DX Unified Infrastructure Management

  • 1.  Alarm History - nothing returned

    Posted Sep 19, 2008 05:21 AM

    When I run an alarm history query ( right-click history ) and choose any time period ( hour, today, etc ), the query will spin and then return an empty results screen.  The NAS log indicates: dbGetTransactions exec error(7): temporarily out of resources although resources on the server are not tapped.  The server that the NAS runs from is dedicated to NimBUS core functions: reporting, NAS, Web, etc.  I do not have any robots running on this server.  I've also tweaked NAS configurations to try to fix issue: Admin interval: daily, compress after 7 days, keep hist 31 days, trans summary 30 days...100 duplicate messages. transaction logging enabled.

    I've updated to NAS 3.15 and it's worse now.  Prior to 3.15, I could run history requests and would get a response after 3 to 5 requests, now I get nothing.


    Has anyone had similar issue?  And if so, were you able to resolve? 



  • 2.  Alarm History - nothing returned

    Posted Sep 19, 2008 10:15 PM
    Quote: (swright@raleys.com)

    When I run an alarm history query ( right-click history ) and choose any time period ( hour, today, etc ), the query will spin and then return an empty results screen.  The NAS log indicates: dbGetTransactions exec error(7): temporarily out of resources although resources on the server are not tapped.  The server that the NAS runs from is dedicated to NimBUS core functions: reporting, NAS, Web, etc.  I do not have any robots running on this server.  I've also tweaked NAS configurations to try to fix issue: Admin interval: daily, compress after 7 days, keep hist 31 days, trans summary 30 days...100 duplicate messages. transaction logging enabled.

    I've updated to NAS 3.15 and it's worse now.  Prior to 3.15, I could run history requests and would get a response after 3 to 5 requests, now I get nothing.


    Has anyone had similar issue?  And if so, were you able to resolve? 


    I have seen problems like this when there has been high disk I/O, typically when driving the SLM database on the same server, lots of reports for the report_engine to chew etc.  The 'out of resources' message is actually a timeout on the sql to the database, telling the caller to retry.
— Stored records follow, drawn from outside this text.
//! Canonical text form used for every comparison in the pipeline.
//!
//! Page headings, post labels, table headers and party names all pass through
//! [`canonicalize`] before they are compared, so two strings that differ only
//! in case, accents, punctuation, spacing or stray numbering compare equal.

use unicode_normalization::char::is_combining_mark;
use unicode_normalization::UnicodeNormalization;

/// Options for [`canonicalize_with`].
#[derive(Debug, Clone, Copy, Default, PartialEq, Eq)]
pub struct Options {
    /// Remove anything inside round brackets, brackets included.
    pub drop_parentheticals: bool,
}

/// Canonicalizes `text` with default options.
pub fn canonicalize(text: &str) -> String {
    canonicalize_with(text, Options::default())
}

/// Canonicalizes `text`.
///
/// Total and idempotent: `canonicalize_with(canonicalize_with(x, o), o)` is
/// always `canonicalize_with(x, o)`.
pub fn canonicalize_with(text: &str, options: Options) -> String {
    let folded = fold(text);
    let folded = if options.drop_parentheticals {
        drop_parentheticals(&folded)
    } else {
        folded
    };
    finish_line(&folded)
}

/// Newline-preserving variant used for whole pages of text.
///
/// Each line is canonicalized on its own; blank lines are removed.
pub fn canonicalize_page(text: &str) -> String {
    let folded = fold(text);
    folded
        .lines()
        .map(finish_line)
        .filter(|line| !line.is_empty())
        .collect::<Vec<_>>()
        .join("\n")
}

/// Lowercase, strip diacritics and map punctuation. Newlines survive.
fn fold(text: &str) -> String {
    let lowered = text.to_lowercase();
    let mut out = String::with_capacity(lowered.len());

    for c in lowered.nfd() {
        if is_combining_mark(c) {
            continue;
        }
        match c {
            '\n' | '\r' => out.push('\n'),
            '\'' | '\u{2018}' | '\u{2019}' | '`' | '\u{00b4}' => {}
            '&' => out.push_str(" and "),
            '.' | ',' => {}
            '-' | '\u{2010}' | '\u{2011}' | '\u{2012}' | '\u{2013}' | '\u{2014}' => out.push('-'),
            c if c.is_whitespace() => out.push(' '),
            c if c.is_ascii() => out.push(c),
            // Ligatures and other letters NFD leaves untouched.
            '\u{00df}' => out.push_str("ss"),
            '\u{00e6}' => out.push_str("ae"),
            '\u{0153}' => out.push_str("oe"),
            '\u{00f8}' => out.push('o'),
            '\u{0131}' => out.push('i'),
            '\u{0142}' => out.push('l'),
            '\u{00f0}' => out.push('d'),
            '\u{00fe}' => out.push_str("th"),
            _ => out.push(' '),
        }
    }

    out
}

fn drop_parentheticals(text: &str) -> String {
    let mut out = String::with_capacity(text.len());
    let mut depth = 0usize;
    for c in text.chars() {
        match c {
            '(' => depth += 1,
            ')' if depth > 0 => depth -= 1,
            ')' => {}
            c if depth == 0 => out.push(c),
            _ => {}
        }
    }
    out
}

/// Hyphen handling, whitespace collapsing and number dropping for one line.
fn finish_line(line: &str) -> String {
    let words: Vec<&str> = line.split_whitespace().collect();
    let joined = words.join(" ");
    // Welsh place names join with "-y-" ("Llan-y-pwll"); keep the "y".
    let joined = joined.replace("-y-", " y ");
    let joined = joined.replace('-', " ");

    joined
        .split_whitespace()
        .filter_map(strip_trailing_digits)
        .collect::<Vec<_>>()
        .join(" ")
}

/// Drops trailing digits from a word; a word made only of digits vanishes.
fn strip_trailing_digits(word: &str) -> Option<&str> {
    let trimmed = word.trim_end_matches(|c: char| c.is_ascii_digit());
    if trimmed.is_empty() {
        None
    } else {
        Some(trimmed)
    }
}
//! Queue of party names nobody has resolved yet.

use rusqlite::{params, Row};

use super::{Database, DatabaseError};

#[derive(Debug, Clone, PartialEq, Eq)]
pub struct ReviewRequestRow {
    pub id: i64,
    pub raw_text: String,
    pub raw_key: String,
    /// JSON array of the closest candidate options shown to a reviewer.
    pub options_json: String,
    pub created_at: String,
}

impl ReviewRequestRow {
    fn from_row(row: &Row<'_>) -> Result<Self, rusqlite::Error> {
        Ok(Self {
            id: row.get("id")?,
            raw_text: row.get("raw_text")?,
            raw_key: row.get("raw_key")?,
            options_json: row.get("options_json")?,
            created_at: row.get("created_at")?,
        })
    }
}

/// Queues a review request. Returns false if the key is already queued.
pub fn enqueue(
    db: &Database,
    raw_text: &str,
    raw_key: &str,
    options_json: &str,
) -> Result<bool, DatabaseError> {
    let created_at = super::now();
    db.with_conn(|conn| {
        let inserted = conn.execute(
            "INSERT OR IGNORE INTO review_requests (raw_text, raw_key, options_json, created_at)
             VALUES (?1, ?2, ?3, ?4)",
            params![raw_text, raw_key, options_json, created_at],
        )?;
        Ok(inserted == 1)
    })
}

pub fn list(db: &Database) -> Result<Vec<ReviewRequestRow>, DatabaseError> {
    db.with_conn(|conn| {
        let mut stmt = conn.prepare("SELECT * FROM review_requests ORDER BY id")?;
        let rows = stmt
            .query_map([], ReviewRequestRow::from_row)?
            .collect::<Result<Vec<_>, _>>()?;
        Ok(rows)
    })
}

/// Drops the request for a key once it has been resolved.
pub fn remove(db: &Database, raw_key: &str) -> Result<(), DatabaseError> {
    db.with_conn(|conn| {
        conn.execute(
            "DELETE FROM review_requests WHERE raw_key = ?1",
            params![raw_key],
        )?;
        Ok(())
    })
}

#[cfg(test)]
mod tests {
    use super::*;

    #[test]
    fn test_enqueue_once_per_key() {
        let db = Database::open_in_memory().unwrap();
        assert!(enqueue(&db, "Vote Greem", "vote greem", "[]").unwrap());
        assert!(!enqueue(&db, "VOTE GREEM", "vote greem", "[]").unwrap());

        let queued = list(&db).unwrap();
        assert_eq!(queued.len(), 1);
        assert_eq!(queued[0].raw_text, "Vote Greem");

        remove(&db, "vote greem").unwrap();
        assert!(list(&db).unwrap().is_empty());
    }
}
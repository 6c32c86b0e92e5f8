pub mod config;
pub mod db;
pub mod error;
pub mod ocr;
pub mod pages;
pub mod parse;
pub mod party;
pub mod pipeline;
pub mod processor;
pub mod sanitize;
pub mod secrets;
pub mod table;
pub mod text;

#[cfg(test)]
mod testing;

pub use config::{load_config, Config, TableFlavor};
pub use db::Database;
pub use error::{ConfigError, ConvertError, ExtractionError, Result, SopnError};
pub use pages::{PageAssignment, PageMapper};
pub use parse::{CandidateDraftRecord, DraftParser, DraftParty, ParseError};
pub use party::{ManualResolver, MatchError, PartyMatcher, PartyReference};
pub use pipeline::{BallotFilter, BallotOutcome, Pipeline, PipelineError, SweepReport};
pub use secrets::{resolve_secret, SecretError};
pub use table::{Table, TableExtractor, TableOutcome};
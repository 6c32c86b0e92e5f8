use std::fmt;
use std::path::{Path, PathBuf};
use std::sync::Arc;

use tracing::{error, info, info_span, warn, Instrument};
use uuid::Uuid;

use crate::config::{Config, TableFlavor};
use crate::db::ballot_repo::{self, BallotQuery};
use crate::db::document_repo::{self, DocumentRow};
use crate::db::draft_repo::{self, PARSED_PDF};
use crate::db::{now, ocr_repo, table_repo, Database};
use crate::error::{ConfigError, Result, SopnError};
use crate::ocr::{
    DocumentAnalysisService, HttpAnalysisService, OcrJobStatus, OcrJobs, Submission,
};
use crate::pages::{PageAssignment, PageMapper};
use crate::parse::{DraftParser, ParsedDraft};
use crate::party::{DbOverrideStore, ManualResolver, OverrideStore, PartyIndex, PartyMatcher};
use crate::processor::{CommandConverter, DocumentFormat, PdfConverter};
use crate::sanitize;
use crate::table::{TableExtractor, TableOutcome};

use super::error::PipelineError;
use super::report::{BallotOutcome, SweepReport};

/// Which ballots a sweep visits. Locked ballots are always left out.
#[derive(Debug, Clone, PartialEq, Eq)]
pub enum BallotFilter {
    /// Ballots of current elections.
    Current,
    Election(String),
    Ballot(String),
    All,
}

impl BallotFilter {
    fn query(&self) -> BallotQuery {
        let mut query = BallotQuery {
            exclude_locked: true,
            ..Default::default()
        };
        match self {
            BallotFilter::Current => query.current_only = true,
            BallotFilter::Election(slug) => query.election_slug = Some(slug.clone()),
            BallotFilter::Ballot(id) => query.ballot_paper_id = Some(id.clone()),
            BallotFilter::All => {}
        }
        query
    }
}

impl fmt::Display for BallotFilter {
    fn fmt(&self, f: &mut fmt::Formatter<'_>) -> fmt::Result {
        match self {
            BallotFilter::Current => write!(f, "current"),
            BallotFilter::Election(slug) => write!(f, "election:{}", slug),
            BallotFilter::Ballot(id) => write!(f, "ballot:{}", id),
            BallotFilter::All => write!(f, "all"),
        }
    }
}

pub struct Pipeline {
    db: Database,
    storage_dir: PathBuf,
    mapper: PageMapper,
    extractor: TableExtractor,
    ocr: Option<OcrJobs>,
    parser: DraftParser,
}

impl Pipeline {
    /// Production constructor: builds every collaborator from config.
    ///
    /// OCR is only wired in when enabled; overrides persist in the database.
    pub fn from_config(
        config: &Config,
        db: Database,
        resolver: Option<Arc<dyn ManualResolver>>,
    ) -> Result<Self> {
        let converter: Arc<dyn PdfConverter> = Arc::new(CommandConverter::new(
            config.conversion.command.clone(),
            config.conversion.args.clone(),
        ));
        let analysis: Option<Arc<dyn DocumentAnalysisService>> = if config.ocr.enabled {
            Some(Arc::new(HttpAnalysisService::from_config(&config.ocr)?))
        } else {
            None
        };
        let overrides: Arc<dyn OverrideStore> = Arc::new(DbOverrideStore::new(db.clone()));

        Self::new(config, db, converter, analysis, overrides, resolver)
    }

    /// Constructor with injected collaborators.
    pub fn new(
        config: &Config,
        db: Database,
        converter: Arc<dyn PdfConverter>,
        analysis: Option<Arc<dyn DocumentAnalysisService>>,
        overrides: Arc<dyn OverrideStore>,
        resolver: Option<Arc<dyn ManualResolver>>,
    ) -> Result<Self> {
        let storage_dir = config
            .storage_path()
            .ok_or_else(|| ConfigError::Validation {
                message: "storage_directory is not set and there is no home directory"
                    .to_string(),
            })?;

        let index = PartyIndex::load(&db)?;
        if index.is_empty() {
            warn!("Party register is empty, every party will be unmatched");
        }
        let matcher = PartyMatcher::new(
            index,
            overrides,
            resolver,
            config.matching.fuzzy_max_distance,
        );

        Ok(Self {
            mapper: PageMapper::new(db.clone(), converter),
            extractor: TableExtractor::new(db.clone(), config.tables.clone()),
            ocr: analysis.map(|service| OcrJobs::new(db.clone(), service, storage_dir.clone())),
            parser: DraftParser::new(db.clone(), matcher, &config.matching, &config.tables),
            storage_dir,
            db,
        })
    }

    /// Attaches `file` to a ballot and maps its pages.
    ///
    /// The file is copied into storage. When another ballot's document from
    /// the same URL was assigned every page, the whole document is scanned
    /// again so both ballots get their own pages.
    pub fn upload(
        &self,
        ballot_paper_id: &str,
        file: &Path,
        source_url: &str,
    ) -> Result<PageAssignment> {
        let _span = info_span!("upload",
            ballot_paper_id = %ballot_paper_id,
            filename = %sanitize::redact_path(file),
        )
        .entered();

        ballot_repo::find_by_id(&self.db, ballot_paper_id)?
            .ok_or_else(|| PipelineError::BallotNotFound(ballot_paper_id.to_string()))?;
        let format = DocumentFormat::detect(file)?;

        let id = Uuid::new_v4().to_string();
        let dir = self.storage_dir.join("documents");
        std::fs::create_dir_all(&dir).map_err(|e| PipelineError::Storage {
            path: dir.clone(),
            source: e,
        })?;
        let stored = dir.join(format!("{}.{}", id, format.extension()));
        std::fs::copy(file, &stored).map_err(|e| PipelineError::Storage {
            path: stored.clone(),
            source: e,
        })?;

        let force_full_scan = document_repo::find_by_source_url(&self.db, source_url)?
            .iter()
            .any(|d| d.ballot_paper_id != ballot_paper_id && d.relevant_pages.as_deref() == Some("all"));

        document_repo::attach(
            &self.db,
            &DocumentRow {
                id,
                ballot_paper_id: ballot_paper_id.to_string(),
                source_url: source_url.to_string(),
                file_path: stored.display().to_string(),
                file_kind: format.as_str().to_string(),
                relevant_pages: None,
                created_at: now(),
            },
        )?;
        info!(
            source_url = %sanitize::redact_url(source_url),
            format = format.as_str(),
            force_full_scan,
            "Attached source document"
        );

        self.mapper.map_pages(ballot_paper_id, force_full_scan)
    }

    /// Runs every missing stage for the ballots matching `filter`.
    ///
    /// With `reparse` every stage runs again. A ballot that fails is
    /// recorded in the report and the sweep moves on.
    pub async fn sweep(
        &self,
        filter: &BallotFilter,
        reparse: bool,
        flavor: Option<TableFlavor>,
    ) -> Result<SweepReport> {
        let span = info_span!("sweep", filter = %filter, reparse);
        self.run_sweep(filter, reparse, flavor).instrument(span).await
    }

    async fn run_sweep(
        &self,
        filter: &BallotFilter,
        reparse: bool,
        flavor: Option<TableFlavor>,
    ) -> Result<SweepReport> {
        let ballots = ballot_repo::query(&self.db, &filter.query())?;
        info!(ballots = ballots.len(), "Sweeping ballots");

        let mut report = SweepReport::default();
        for ballot in ballots {
            let id = ballot.ballot_paper_id;
            let span = info_span!("ballot", ballot_paper_id = %id);
            let outcome = match self.process_ballot(&id, reparse, flavor).instrument(span).await {
                Ok(outcome) => outcome,
                Err(e) => failure(&id, e),
            };
            report.record(id, outcome);
        }

        report.log_summary();
        Ok(report)
    }

    async fn process_ballot(
        &self,
        ballot_paper_id: &str,
        reparse: bool,
        flavor: Option<TableFlavor>,
    ) -> Result<BallotOutcome> {
        let Some(document) = document_repo::find_for_ballot(&self.db, ballot_paper_id)? else {
            return Ok(BallotOutcome::skipped("no source document"));
        };

        let (document, assignment) = self.pages(document, reparse)?;

        if let Some(draft) = draft_repo::find(&self.db, ballot_paper_id)? {
            if draft.source_type != PARSED_PDF {
                return Ok(BallotOutcome::skipped("draft entered from another source"));
            }
            if !reparse && draft.document_id.as_deref() == Some(document.id.as_str()) {
                return Ok(BallotOutcome::skipped("already parsed"));
            }
        }

        // Table
        let has_table = table_repo::find(&self.db, &document.id)?.is_some();
        let has_job = ocr_repo::find(&self.db, &document.id)?.is_some();
        if reparse || (!has_table && !has_job) {
            let outcome = self.extractor.extract_table(ballot_paper_id, flavor)?;
            info!(outcome = outcome.label(), "Extracted table");
            let fallback = match outcome {
                TableOutcome::Extracted(_) => None,
                TableOutcome::NoTables => {
                    self.fall_back_to_ocr(&document, &assignment, "no table in text layer")
                        .await?
                }
                TableOutcome::NeedsOcr(reason) => {
                    self.fall_back_to_ocr(&document, &assignment, &reason.to_string())
                        .await?
                }
                TableOutcome::Failed(e) => return Err(e.into()),
            };
            if let Some(outcome) = fallback {
                return Ok(outcome);
            }
        }

        // Records
        let parsed = self.parser.parse(ballot_paper_id)?;
        Ok(parsed_outcome(&parsed))
    }

    /// The page stage: the stored assignment, or a fresh mapping when there
    /// is none or `reparse` is set. Returns the document as it stands after
    /// mapping, which may have converted the file.
    fn pages(&self, document: DocumentRow, reparse: bool) -> Result<(DocumentRow, PageAssignment)> {
        if let (Some(value), false) = (&document.relevant_pages, reparse) {
            let assignment = value
                .parse::<PageAssignment>()
                .map_err(|reason| PipelineError::InvalidPageAssignment {
                    value: value.clone(),
                    reason,
                })?;
            return Ok((document, assignment));
        }

        let ballot_paper_id = document.ballot_paper_id;
        let assignment = self.mapper.map_pages(&ballot_paper_id, false)?;
        let document = document_repo::find_for_ballot(&self.db, &ballot_paper_id)?
            .ok_or(PipelineError::NoDocument(ballot_paper_id))?;
        Ok((document, assignment))
    }

    /// Hands the document to the image backend. Returns an outcome when the
    /// ballot can't be parsed yet. A finished job is reused, never resent.
    async fn fall_back_to_ocr(
        &self,
        document: &DocumentRow,
        assignment: &PageAssignment,
        reason: &str,
    ) -> Result<Option<BallotOutcome>> {
        let Some(ocr) = &self.ocr else {
            warn!("No usable table ({}) and OCR is not configured", reason);
            return Ok(Some(BallotOutcome::skipped(format!(
                "{}; OCR is not configured",
                reason
            ))));
        };

        info!("Falling back to OCR: {}", reason);
        match ocr.submit(document, assignment).await? {
            Submission::Started { job_id } => Ok(Some(BallotOutcome::waiting(format!(
                "OCR job {} submitted",
                job_id
            )))),
            Submission::Existing(OcrJobStatus::Submitted) => {
                Ok(Some(BallotOutcome::waiting("OCR job still running")))
            }
            Submission::Existing(_) => Ok(None),
        }
    }

    /// Sends a ballot's document to OCR again after its last job failed. The
    /// failed job stays on record; the next OCR sweep picks up the new one.
    pub async fn retry_ocr(&self, ballot_paper_id: &str) -> Result<Submission> {
        let span = info_span!("ocr_retry", ballot_paper_id = %ballot_paper_id);
        self.run_ocr_retry(ballot_paper_id).instrument(span).await
    }

    async fn run_ocr_retry(&self, ballot_paper_id: &str) -> Result<Submission> {
        let ocr = self.ocr.as_ref().ok_or(PipelineError::OcrNotConfigured)?;
        let document = document_repo::find_for_ballot(&self.db, ballot_paper_id)?
            .ok_or_else(|| PipelineError::NoDocument(ballot_paper_id.to_string()))?;
        let (document, assignment) = self.pages(document, false)?;
        ocr.retry(&document, &assignment).await
    }

    /// Advances every OCR job still running, then parses the ballots whose
    /// job has succeeded and that have no draft for the document yet. Only
    /// unlocked ballots of current elections are visited.
    pub async fn sweep_ocr_jobs(&self) -> Result<SweepReport> {
        let span = info_span!("ocr_sweep");
        self.run_ocr_sweep().instrument(span).await
    }

    async fn run_ocr_sweep(&self) -> Result<SweepReport> {
        let mut report = SweepReport::default();
        let Some(ocr) = &self.ocr else {
            info!("OCR is not configured, nothing to sweep");
            return Ok(report);
        };

        for (document_id, status) in ocr.sweep().await? {
            let Some(document) = document_repo::find_by_id(&self.db, &document_id)? else {
                continue;
            };
            match status {
                OcrJobStatus::Submitted => report.record(
                    document.ballot_paper_id,
                    BallotOutcome::waiting("OCR job still running"),
                ),
                OcrJobStatus::Failed => {
                    let error = ocr_repo::find(&self.db, &document_id)?
                        .and_then(|job| job.error)
                        .unwrap_or_else(|| "OCR job failed".to_string());
                    report.record(document.ballot_paper_id, BallotOutcome::Failed { error });
                }
                OcrJobStatus::Succeeded => {}
            }
        }

        for job in ocr_repo::list_for_open_ballots(&self.db, OcrJobStatus::Succeeded.as_str())? {
            let Some(document) = document_repo::find_by_id(&self.db, &job.document_id)? else {
                continue;
            };
            let ballot_paper_id = document.ballot_paper_id;
            if let Some(draft) = draft_repo::find(&self.db, &ballot_paper_id)? {
                if draft.source_type != PARSED_PDF
                    || draft.document_id.as_deref() == Some(document.id.as_str())
                {
                    continue;
                }
            }
            let span = info_span!("ballot", ballot_paper_id = %ballot_paper_id);
            let outcome = match span.in_scope(|| self.parser.parse(&ballot_paper_id)) {
                Ok(parsed) => parsed_outcome(&parsed),
                Err(e) => failure(&ballot_paper_id, e),
            };
            report.record(ballot_paper_id, outcome);
        }

        report.log_summary();
        Ok(report)
    }
}

fn parsed_outcome(parsed: &ParsedDraft) -> BallotOutcome {
    if parsed.stored {
        BallotOutcome::Completed {
            records: parsed.records.len(),
        }
    } else {
        BallotOutcome::skipped("draft entered from another source")
    }
}

/// Logs a ballot's error and turns it into an outcome.
fn failure(ballot_paper_id: &str, e: SopnError) -> BallotOutcome {
    match e {
        SopnError::Parse(ref parse) if parse.is_waiting() => BallotOutcome::waiting(parse.to_string()),
        e => {
            error!(ballot_paper_id = %ballot_paper_id, "Ballot failed: {}", e);
            BallotOutcome::Failed {
                error: e.to_string(),
            }
        }
    }
}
A simple test is to run a commandline utility sqlite3.exe (http://www.sqlite.org/sqlite-3_6_2.zip) on the transactionlog.db and time the request, this will indicate that something outside the nas is causing the I/O issues.  The size of the transactionlog.db may also cause slower responses.

    Assuming you've installed the sqlite3.exe in C:\temp, and you are currently in the NAS directory:

    \temp\sqlite3 transactionlog.db "SELECT COUNT(*) FROM NAS_TRANSACTION_SUMMARY"





  • 3.  Alarm History - nothing returned

    Posted Sep 20, 2008 04:17 AM
    Assuming 153,785 is too large and is the reason for my timeout.  How do I reduce that number?
    Here are my settings:
    Admin interval: every hour  ( I had same issue when it was daily )
    Compress trans: 7 days
    Keep trans history: 30 days
    Keep trans summary 30 days.
    Log alarm updates every 100 duplicate messages.



  • 4.  Alarm History - nothing returned

    Posted Sep 22, 2008 08:32 PM
    Quote: (swright@raleys.com)
    Assuming 153,785 is too large and is the reason for my timeout.  How do I reduce that number?
    Here are my settings:
    Admin interval: every hour  ( I had same issue when it was daily )
    Compress trans: 7 days
    Keep trans history: 30 days
    Keep trans summary 30 days.
    Log alarm updates every 100 duplicate messages.


    The query I gave you, queried the smallest table (NAS_TRANSACTION_SUMMARY), the table that in your case contains alot more than your 150k rows (which actually is nothing), is the NAS_TRANSACTION_LOG table. This table contains all the alarm events between the Open and Close. So if you have alot of suppressions they will be recorded here.  My settings are:

    Compress trans: 2 days
    Keep trans history: 7 days
    Keep trans summary 30 days.
    Log alarm updates every 1000 duplicate messages.

    The summary table was introduced in NAS 3.xx and contains the vital information about the alarm, prior to this version the alarm transaction was "compiled" by reading all the necessary transaction-logs.

    The NAS performs housekeeping every "admin interval", and compresses the database(s) at 00:30 every night.


  • 5.  Alarm History - nothing returned

    Posted Sep 24, 2008 04:25 AM
    Thanks Carstein, I changed the settings to 21 days trans, 31 days summary and 1000 duplicate messages.  The history reports are very fast and dependable now.  I haven't had one timeout since making the changes. 


  • 6.  Alarm History - nothing returned

    Posted Oct 01, 2008 07:16 AM
    Carstein,

    So I guess receiving a count of 744,581 rows is a lot then...  :-)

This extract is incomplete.